SUB RecurseTree (Node)
    'are we at a character?
    IF Father(Node) < 256 THEN
        'yup! we CurrentCode() has this character's bit sequence
        Char = Father(Node)
        FOR A = 0 TO CurrentLength - 1
            Code(Char, A) = CurrentCode(A)
        NEXT
        CodeLength(Char) = CurrentLength - 1
    END IF
    'go to the left if there's something there
    IF LeftSon(Node) <> Null THEN
        CurrentCode(CurrentLength) = 1      'add "1" to the current code
        CurrentLength = CurrentLength + 1
        RecurseTree LeftSon(Node)           'go down
        CurrentLength = CurrentLength - 1   'take "1" from the current code
    END IF
    'go to the right if there's something there
    IF RightSon(Node) <> Null THEN
        CurrentCode(CurrentLength) = 0      'add "0" to the current code
        CurrentLength = CurrentLength + 1
        RecurseTree RightSon(Node)          'got down
        CurrentLength = CurrentLength - 1   'take "0" from the current code
    END IF
END SUB

'A REAL Shell sort follows.

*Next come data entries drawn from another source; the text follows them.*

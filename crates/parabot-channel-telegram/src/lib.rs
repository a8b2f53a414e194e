//! Telegram Bot channel plugin for parabot.
//!
//! Uses Telegram Bot API with long-polling (no webhook required). The bot
//! token comes from `TELEGRAM_BOT_TOKEN`; see `parabot-config`.

pub mod api;
pub mod polling;
pub mod types;

use std::sync::Arc;

use anyhow::{Context, bail};
use tokio::sync::{Mutex, mpsc};
use tokio::task::JoinHandle;
use tokio_util::sync::CancellationToken;
use tracing::{info, warn};

use parabot_gateway::channel::{ChannelPlugin, DeliveryError};
use parabot_types::{ChannelStatus, InboundMessage, OutboundMessage};

use api::{ApiError, TelegramApi};
use types::{BotCommand, ReplyKeyboardMarkup, SendMessageParams, SetMyCommandsParams};

/// Commands shown in the Telegram menu.
pub const BOT_COMMANDS: &[(&str, &str)] = &[
    ("start", "Приветствие и кнопки"),
    ("today", "Пары на сегодня"),
    ("tomorrow", "Пары на завтра"),
    ("week", "Расписание на неделю"),
    ("date", "Пары на выбранную дату"),
    ("help", "Что я умею"),
];

/// Telegram channel plugin implementing `ChannelPlugin`.
pub struct TelegramChannel {
    id: String,
    api: Arc<TelegramApi>,
    state: Mutex<TelegramState>,
}

struct TelegramState {
    status: ChannelStatus,
    cancel: Option<CancellationToken>,
    poll_handle: Option<JoinHandle<()>>,
}

impl TelegramChannel {
    /// Create a new Telegram channel with the given ID and bot token.
    pub fn new(id: impl Into<String>, bot_token: &str) -> anyhow::Result<Self> {
        let api = TelegramApi::new(bot_token).context("Failed to build Telegram client")?;
        Ok(Self {
            id: id.into(),
            api: Arc::new(api),
            state: Mutex::new(TelegramState {
                status: ChannelStatus::Stopped,
                cancel: None,
                poll_handle: None,
            }),
        })
    }

    async fn register_commands(&self) {
        let params = SetMyCommandsParams {
            commands: BOT_COMMANDS
                .iter()
                .map(|(command, description)| BotCommand {
                    command: command.to_string(),
                    description: description.to_string(),
                })
                .collect(),
        };
        // The bot still works from plain text without a menu.
        if let Err(e) = self.api.set_my_commands(&params).await {
            warn!(channel_id = self.id, "Failed to register bot commands: {e}");
        }
    }
}

impl From<ApiError> for DeliveryError {
    fn from(err: ApiError) -> Self {
        match err {
            ApiError::Api { .. } => DeliveryError::Rejected(err.to_string()),
            ApiError::Transport { .. } | ApiError::EmptyResult(_) => {
                DeliveryError::Transport(err.to_string())
            }
        }
    }
}

#[async_trait::async_trait]
impl ChannelPlugin for TelegramChannel {
    fn channel_type(&self) -> &str {
        "telegram"
    }

    fn channel_id(&self) -> &str {
        &self.id
    }

    async fn start(&self, sender: mpsc::Sender<InboundMessage>) -> anyhow::Result<()> {
        let mut state = self.state.lock().await;
        if state.status == ChannelStatus::Running {
            bail!("Telegram channel {} is already running", self.id);
        }

        state.status = ChannelStatus::Starting;

        // Verify bot token
        match self.api.get_me().await {
            Ok(bot) => {
                info!(
                    channel_id = self.id,
                    bot_username = bot.username.as_deref().unwrap_or("unknown"),
                    "Telegram bot authenticated"
                );
            }
            Err(e) => {
                state.status = ChannelStatus::Error(format!("Auth failed: {e}"));
                bail!("Failed to authenticate Telegram bot: {e}");
            }
        }

        self.register_commands().await;

        let cancel = CancellationToken::new();
        let cancel_child = cancel.child_token();
        let channel_id = self.id.clone();
        let api = self.api.clone();

        let handle = tokio::spawn(async move {
            polling::run_polling_loop(&api, channel_id, sender, cancel_child).await;
        });

        state.cancel = Some(cancel);
        state.poll_handle = Some(handle);
        state.status = ChannelStatus::Running;

        Ok(())
    }

    async fn stop(&self) -> anyhow::Result<()> {
        let mut state = self.state.lock().await;

        if let Some(cancel) = state.cancel.take() {
            cancel.cancel();
        }

        if let Some(handle) = state.poll_handle.take() {
            let _ = handle.await;
        }

        state.status = ChannelStatus::Stopped;
        Ok(())
    }

    async fn send(&self, message: OutboundMessage) -> Result<(), DeliveryError> {
        let params = SendMessageParams {
            chat_id: message.chat_id,
            text: message.text,
            reply_markup: message.keyboard.as_ref().map(ReplyKeyboardMarkup::from),
        };
        self.api.send_message(&params).await?;
        Ok(())
    }

    fn status(&self) -> ChannelStatus {
        match self.state.try_lock() {
            Ok(state) => state.status.clone(),
            Err(_) => ChannelStatus::Starting,
        }
    }
}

It is much faster than the well-known one.
'Sorts the nodes according to the sorting table.
SUB SortDistribution
    Offset = HighestEntry \ 2
    DO
        FOR I = 0 TO HighestEntry - Offset
            IF Father(Pointer(I)) < Father(Pointer(I + Offset)) THEN
                SWAP Pointer(I), Pointer(I + Offset)
                CompareLow = I - Offset
                CompareHigh = I
                DO WHILE CompareLow >= 0
                    IF Father(Pointer(CompareLow)) < Father(Pointer(CompareHigh)) THEN
                        SWAP Pointer(CompareLow), Pointer(CompareHigh)
                        CompareHigh = CompareLow
                        CompareLow = CompareLow - Offset
                    ELSE
                        EXIT DO
                    END IF
                LOOP
            END IF
        NEXT
        Offset = Offset \ 2
    LOOP WHILE Offset > 0
    

END SUB

'A simple bubble sort... used while combining the tree.
SUB SortDistribution2
    
    DO
        SwapFlag = False
        FOR A = HighestEntry - 1 TO 0 STEP -1
            IF Father(Pointer(A + 1)) > Father(Pointer(A)) THEN
                SWAP Pointer(A + 1), Pointer(A)
                SwapFlag = True
            END IF
        NEXT
    LOOP WHILE SwapFlag
    
END SUB

'Writes the tree to disk.
SUB WriteTree
    

    FOR A = 0 TO 512
        B& = Father(A)
        IF B& <> Null THEN
            IF B& < 256 THEN
                IF Used(B&) > 256 THEN
                    GOSUB SendOne
                    FOR C = 0 TO 7
                        IF (B& AND Bits(C)) > 0 THEN
                            GOSUB SendOne
                        ELSE
                            GOSUB SendZero
                        END IF
                    NEXT
                END IF
            ELSEIF B& > 256 THEN
                GOSUB SendZero
                IF LeftSon(A) <> Null THEN
                    GOSUB SendOne
                    Son = LeftSon(A)
               
                    FOR C = 0 TO 8
                        IF (Son AND Bits(C)) > 0 THEN
                            GOSUB SendOne
                        ELSE
                            GOSUB SendZero
                        END IF
                    NEXT
                ELSE
                    GOSUB SendZero
                END IF
                IF RightSon(A) <> Null THEN
                    GOSUB SendOne
                    Son = RightSon(A)
                   
                    FOR C = 0 TO 8
                        IF (Son AND Bits(C)) > 0 THEN
                            GOSUB SendOne
                        ELSE
                            GOSUB SendZero
                        END IF
                    NEXT
                ELSE
                    GOSUB SendZero
                END IF
            END IF
        END IF
    NEXT

    EXIT SUB

SendZero:
    CurrentByte = CurrentByte * 2
    CurrentBit = CurrentBit + 1
    IF CurrentBit = 8 THEN
        A$ = CHR$(CurrentByte)
        PUT #2, , A$
        CurrentByte = 0: CurrentBit = 0
    END IF
RETURN

SendOne:
   
    CurrentByte = CurrentByte * 2 OR 1
    CurrentBit = CurrentBit + 1
    IF CurrentBit = 8 THEN
        A$ = CHR$(CurrentByte)
        PUT #2, , A$
        CurrentByte = 0: CurrentBit = 0
    END IF
RETURN

END SUB